Task item | Scan the lines below and report each one containing "voices" by copying it.

Stored data
^^^^^^^^^^^^^^^^
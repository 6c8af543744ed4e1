//! Configuration for speech engines and playback

use std::collections::HashSet;
use std::path::PathBuf;

use serde::{Deserialize, Serialize};

use crate::types::AudioFormat;

/// Top-level configuration
#[derive(Debug, Clone, Serialize, Deserialize)]
pub struct VoxRelayConfig {
    /// Per-engine settings
    #[serde(default)]
    pub engines: EnginesConfig,

    /// Playback settings
    #[serde(default)]
    pub playback: PlaybackConfig,

    /// Fallback order when no engine is requested or the requested one fails
    #[serde(default = "default_priority")]
    pub priority: Vec<String>,
}

impl Default for VoxRelayConfig {
    fn default() -> Self {
        Self {
            engines: EnginesConfig::default(),
            playback: PlaybackConfig::default(),
            priority: default_priority(),
        }
    }
}

fn default_priority() -> Vec<String> {
    [
        "voicevox",
        "aivis",
        "google_ai_tts",
        "google_cloud_tts",
        "google_cloud_chirp",
        "system",
    ]
    .iter()
    .map(ToString::to_string)
    .collect()
}

impl VoxRelayConfig {
    /// Validate the configuration
    ///
    /// # Errors
    ///
    /// Returns an error if the configuration is invalid.
    pub fn validate(&self) -> Result<(), String> {
        let mut seen = HashSet::new();
        for id in &self.priority {
            if id.trim().is_empty() {
                return Err("Priority list contains an empty engine id".to_string());
            }
            if !seen.insert(id.as_str()) {
                return Err(format!("Engine '{id}' appears twice in the priority list"));
            }
        }

        self.engines.validate()?;
        self.playback.validate()
    }
}

/// Settings for every built-in engine
#[derive(Debug, Clone, Default, Serialize, Deserialize)]
pub struct EnginesConfig {
    /// VOICEVOX local engine
    #[serde(default)]
    pub voicevox: LocalEngineConfig,

    /// AivisSpeech local engine
    #[serde(default)]
    pub aivis: LocalEngineConfig,

    /// Google Cloud Text-to-Speech (standard and Chirp voices)
    #[serde(default)]
    pub google_cloud: CloudTtsConfig,

    /// Google AI generative speech
    #[serde(default)]
    pub google_ai: GenerativeTtsConfig,

    /// OS-native synthesizer
    #[serde(default)]
    pub system: SystemEngineConfig,
}

impl EnginesConfig {
    fn validate(&self) -> Result<(), String> {
        self.voicevox.validate("voicevox")?;
        self.aivis.validate("aivis")?;
        if self.google_cloud.timeout_ms == 0 {
            return Err("google_cloud: timeout must be greater than 0".to_string());
        }
        if self.google_ai.timeout_ms == 0 {
            return Err("google_ai: timeout must be greater than 0".to_string());
        }
        if self.system.timeout_ms == 0 {
            return Err("system: timeout must be greater than 0".to_string());
        }
        Ok(())
    }
}

/// Local two-step HTTP engine settings
///
/// `base_url` and `default_speaker_id` fall back to the engine's own
/// defaults when unset.
#[derive(Debug, Clone, Serialize, Deserialize)]
pub struct LocalEngineConfig {
    /// Register the engine
    #[serde(default = "default_true")]
    pub enabled: bool,

    /// Service base URL
    #[serde(default)]
    pub base_url: Option<String>,

    /// Speaker id used when a voice name cannot be resolved
    #[serde(default)]
    pub default_speaker_id: Option<u32>,

    /// Synthesis timeout in milliseconds
    #[serde(default = "default_local_timeout_ms")]
    pub timeout_ms: u64,

    /// Availability probe timeout in milliseconds
    #[serde(default = "default_probe_timeout_ms")]
    pub probe_timeout_ms: u64,
}

impl Default for LocalEngineConfig {
    fn default() -> Self {
        Self {
            enabled: true,
            base_url: None,
            default_speaker_id: None,
            timeout_ms: default_local_timeout_ms(),
            probe_timeout_ms: default_probe_timeout_ms(),
        }
    }
}

impl LocalEngineConfig {
    fn validate(&self, name: &str) -> Result<(), String> {
        if self.timeout_ms == 0 {
            return Err(format!("{name}: timeout must be greater than 0"));
        }
        if self.probe_timeout_ms == 0 || self.probe_timeout_ms > 3000 {
            return Err(format!(
                "{name}: probe timeout must be between 1 and 3000ms, got {}",
                self.probe_timeout_ms
            ));
        }
        if self
            .base_url
            .as_deref()
            .is_some_and(|url| url.trim().is_empty())
        {
            return Err(format!("{name}: base_url cannot be empty"));
        }
        Ok(())
    }
}

/// Google Cloud Text-to-Speech settings
#[derive(Debug, Clone, Serialize, Deserialize)]
pub struct CloudTtsConfig {
    /// Register the standard (Neural2/WaveNet) engine
    #[serde(default = "default_true")]
    pub enabled: bool,

    /// Register the Chirp HD engine
    #[serde(default = "default_true")]
    pub chirp_enabled: bool,

    /// `text:synthesize` endpoint
    #[serde(default = "default_cloud_endpoint")]
    pub endpoint: String,

    /// Language code used when the voice name carries no `xx-YY-` prefix
    #[serde(default = "default_language")]
    pub default_language: String,

    /// Encoding requested from the API
    #[serde(default = "default_cloud_encoding")]
    pub audio_encoding: AudioFormat,

    /// Pitch in semitones (-20.0 to 20.0), ignored by Chirp voices
    #[serde(default)]
    pub pitch: f32,

    /// Volume gain in dB (-96.0 to 16.0)
    #[serde(default)]
    pub volume_gain_db: f32,

    /// Request timeout in milliseconds
    #[serde(default = "default_cloud_timeout_ms")]
    pub timeout_ms: u64,
}

impl Default for CloudTtsConfig {
    fn default() -> Self {
        Self {
            enabled: true,
            chirp_enabled: true,
            endpoint: default_cloud_endpoint(),
            default_language: default_language(),
            audio_encoding: default_cloud_encoding(),
            pitch: 0.0,
            volume_gain_db: 0.0,
            timeout_ms: default_cloud_timeout_ms(),
        }
    }
}

/// Google AI generative speech settings
#[derive(Debug, Clone, Serialize, Deserialize)]
pub struct GenerativeTtsConfig {
    /// Register the engine
    #[serde(default = "default_true")]
    pub enabled: bool,

    /// Generative Language API base URL
    #[serde(default = "default_generative_base_url")]
    pub base_url: String,

    /// Speech-capable model name
    #[serde(default = "default_generative_model")]
    pub model: String,

    /// `text:synthesize` endpoint used by the second tier
    #[serde(default = "default_cloud_endpoint")]
    pub cloud_endpoint: String,

    /// Language code for the second tier's Chirp voice
    #[serde(default = "default_language")]
    pub language: String,

    /// Per-tier request timeout in milliseconds
    #[serde(default = "default_cloud_timeout_ms")]
    pub timeout_ms: u64,
}

impl Default for GenerativeTtsConfig {
    fn default() -> Self {
        Self {
            enabled: true,
            base_url: default_generative_base_url(),
            model: default_generative_model(),
            cloud_endpoint: default_cloud_endpoint(),
            language: default_language(),
            timeout_ms: default_cloud_timeout_ms(),
        }
    }
}

/// OS-native synthesizer settings
#[derive(Debug, Clone, Serialize, Deserialize)]
pub struct SystemEngineConfig {
    /// Register the engine
    #[serde(default = "default_true")]
    pub enabled: bool,

    /// Override the platform executable (`say`, `powershell`, `espeak-ng`)
    #[serde(default)]
    pub executable: Option<PathBuf>,

    /// Subprocess timeout in milliseconds
    #[serde(default = "default_cloud_timeout_ms")]
    pub timeout_ms: u64,
}

impl Default for SystemEngineConfig {
    fn default() -> Self {
        Self {
            enabled: true,
            executable: None,
            timeout_ms: default_cloud_timeout_ms(),
        }
    }
}

/// Playback settings
#[derive(Debug, Clone, Serialize, Deserialize)]
pub struct PlaybackConfig {
    /// Pause between clips in milliseconds
    #[serde(default = "default_inter_clip_delay_ms")]
    pub inter_clip_delay_ms: u64,

    /// Longest a single clip may play, in milliseconds
    #[serde(default = "default_player_timeout_ms")]
    pub player_timeout_ms: u64,

    /// Override the primary player program
    #[serde(default)]
    pub primary_player: Option<String>,

    /// Override the fallback player program
    #[serde(default)]
    pub fallback_player: Option<String>,
}

impl Default for PlaybackConfig {
    fn default() -> Self {
        Self {
            inter_clip_delay_ms: default_inter_clip_delay_ms(),
            player_timeout_ms: default_player_timeout_ms(),
            primary_player: None,
            fallback_player: None,
        }
    }
}

impl PlaybackConfig {
    fn validate(&self) -> Result<(), String> {
        if self.player_timeout_ms == 0 {
            return Err("Player timeout must be greater than 0".to_string());
        }
        if self.inter_clip_delay_ms > 10_000 {
            return Err(format!(
                "Inter-clip delay must be at most 10000ms, got {}",
                self.inter_clip_delay_ms
            ));
        }
        Ok(())
    }
}

const fn default_true() -> bool {
    true
}

const fn default_local_timeout_ms() -> u64 {
    30000 // 30 seconds
}

const fn default_probe_timeout_ms() -> u64 {
    3000
}

const fn default_cloud_timeout_ms() -> u64 {
    20000
}

fn default_cloud_endpoint() -> String {
    "https://texttospeech.googleapis.com/v1/text:synthesize".to_string()
}

fn default_language() -> String {
    "ja-JP".to_string()
}

const fn default_cloud_encoding() -> AudioFormat {
    AudioFormat::Mp3
}

fn default_generative_base_url() -> String {
    "https://generativelanguage.googleapis.com".to_string()
}

fn default_generative_model() -> String {
    "gemini-2.5-flash-preview-tts".to_string()
}

const fn default_inter_clip_delay_ms() -> u64 {
    200
}

const fn default_player_timeout_ms() -> u64 {
    120_000 // 2 minutes
}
^^^^^^^^^^^^^^^^
Response below |
    /// Google Cloud Text-to-Speech (standard and Chirp voices)
    /// Pitch in semitones (-20.0 to 20.0), ignored by Chirp voices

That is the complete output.